══ AVAILABLE RECORDS ══
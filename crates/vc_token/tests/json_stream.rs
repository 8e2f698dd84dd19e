use proptest::prelude::*;
use serde::{Deserialize, Serialize};
use serde_json::Value;
use vc_token::json::{self, JsonWriter};
use vc_token::{ChainedStream, TokenBuffer, TokenKind, TokenSink, TokenStream};

fn json_tree() -> impl Strategy<Value = Value> {
    let leaf = prop_oneof![
        Just(Value::Null),
        any::<bool>().prop_map(Value::Bool),
        any::<i64>().prop_map(Value::from),
        "[a-z]{0,6}".prop_map(Value::String),
    ];
    leaf.prop_recursive(4, 32, 4, |inner| {
        prop_oneof![
            prop::collection::vec(inner.clone(), 0..4).prop_map(Value::Array),
            prop::collection::vec(("[a-z]{1,4}", inner), 0..4)
                .prop_map(|fields| Value::Object(fields.into_iter().collect())),
        ]
    })
}

proptest! {
    #[test]
    fn tokens_survive_a_text_round_trip(tree in json_tree()) {
        let mut writer = JsonWriter::new();
        json::write_value(&tree, &mut writer).unwrap();
        let text = writer.into_string().unwrap();

        let mut stream = json::parse_started(&text).unwrap();
        let read = json::read_value(&mut stream).unwrap();
        prop_assert_eq!(read, tree);
        prop_assert_eq!(stream.next_token().unwrap(), None);
    }

    #[test]
    fn skip_children_lands_on_the_sibling(tree in json_tree()) {
        let text = format!(r#"[{tree}, "after"]"#);
        let mut stream = json::parse_started(&text).unwrap();
        stream.expect_next().unwrap();
        stream.skip_children().unwrap();
        prop_assert_eq!(stream.next_token().unwrap(), Some(TokenKind::ValueString));
        prop_assert_eq!(stream.text().unwrap(), "after");
    }
}

#[derive(Debug, PartialEq, Serialize, Deserialize)]
struct Sample {
    id: u32,
    tags: Vec<String>,
    parent: Option<Box<Sample>>,
}

#[test]
fn serde_bridge_round_trip() {
    let sample = Sample {
        id: 3,
        tags: vec!["x".into(), "y".into()],
        parent: Some(Box::new(Sample {
            id: 1,
            tags: Vec::new(),
            parent: None,
        })),
    };

    let mut buffer = TokenBuffer::new();
    json::serialize_into(&sample, &mut buffer).unwrap();
    assert!(buffer.is_balanced());

    let mut stream = buffer.into_stream();
    stream.expect_next().unwrap();
    let back: Sample = json::deserialize_from(&mut stream).unwrap();
    assert_eq!(back, sample);
}

#[test]
fn chained_stream_replays_buffered_fields_first() {
    let mut live = json::parse_started(r#"{"kind":"circle","r":2}"#).unwrap();
    assert_eq!(live.expect_next().unwrap(), TokenKind::FieldName);

    // Consume the type id and leave the live stream on its value.
    live.expect_next().unwrap();
    assert_eq!(live.text().unwrap(), "circle");

    let mut head = TokenBuffer::new();
    head.write_start_object().unwrap();

    let mut chained = ChainedStream::new(head, &mut live).unwrap();
    let tree = json::read_value(&mut chained).unwrap();
    assert_eq!(serde_json::to_string(&tree).unwrap(), r#"{"r":2}"#);
}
═══
EXERCISE BRIEF: Precisely as given, transcribe all of the entries above.

TASK OUTPUT:
filename crates/vc_token/tests/json_stream.rs
repository 8e2f698dd84dd19e
use proptest::prelude::*;
use serde::{Deserialize, Serialize};
use serde_json::Value;
use vc_token::json::{self, JsonWriter};
use vc_token::{ChainedStream, TokenBuffer, TokenKind, TokenSink, TokenStream};

fn json_tree() -> impl Strategy<Value = Value> {
    let leaf = prop_oneof![
        Just(Value::Null),
        any::<bool>().prop_map(Value::Bool),
        any::<i64>().prop_map(Value::from),
        "[a-z]{0,6}".prop_map(Value::String),
    ];
    leaf.prop_recursive(4, 32, 4, |inner| {
        prop_oneof![
            prop::collection::vec(inner.clone(), 0..4).prop_map(Value::Array),
            prop::collection::vec(("[a-z]{1,4}", inner), 0..4)
                .prop_map(|fields| Value::Object(fields.into_iter().collect())),
        ]
    })
}

proptest! {
    #[test]
    fn tokens_survive_a_text_round_trip(tree in json_tree()) {
        let mut writer = JsonWriter::new();
        json::write_value(&tree, &mut writer).unwrap();
        let text = writer.into_string().unwrap();

        let mut stream = json::parse_started(&text).unwrap();
        let read = json::read_value(&mut stream).unwrap();
        prop_assert_eq!(read, tree);
        prop_assert_eq!(stream.next_token().unwrap(), None);
    }

    #[test]
    fn skip_children_lands_on_the_sibling(tree in json_tree()) {
        let text = format!(r#"[{tree}, "after"]"#);
        let mut stream = json::parse_started(&text).unwrap();
        stream.expect_next().unwrap();
        stream.skip_children().unwrap();
        prop_assert_eq!(stream.next_token().unwrap(), Some(TokenKind::ValueString));
        prop_assert_eq!(stream.text().unwrap(), "after");
    }
}

#[derive(Debug, PartialEq, Serialize, Deserialize)]
struct Sample {
    id: u32,
    tags: Vec<String>,
    parent: Option<Box<Sample>>,
}

#[test]
fn serde_bridge_round_trip() {
    let sample = Sample {
        id: 3,
        tags: vec!["x".into(), "y".into()],
        parent: Some(Box::new(Sample {
            id: 1,
            tags: Vec::new(),
            parent: None,
        })),
    };

    let mut buffer = TokenBuffer::new();
    json::serialize_into(&sample, &mut buffer).unwrap();
    assert!(buffer.is_balanced());

    let mut stream = buffer.into_stream();
    stream.expect_next().unwrap();
    let back: Sample = json::deserialize_from(&mut stream).unwrap();
    assert_eq!(back, sample);
}

#[test]
fn chained_stream_replays_buffered_fields_first() {
    let mut live = json::parse_started(r#"{"kind":"circle","r":2}"#).unwrap();
    assert_eq!(live.expect_next().unwrap(), TokenKind::FieldName);

    // Consume the type id and leave the live stream on its value.
    live.expect_next().unwrap();
    assert_eq!(live.text().unwrap(), "circle");

    let mut head = TokenBuffer::new();
    head.write_start_object().unwrap();

    let mut chained = ChainedStream::new(head, &mut live).unwrap();
    let tree = json::read_value(&mut chained).unwrap();
    assert_eq!(serde_json::to_string(&tree).unwrap(), r#"{"r":2}"#);
}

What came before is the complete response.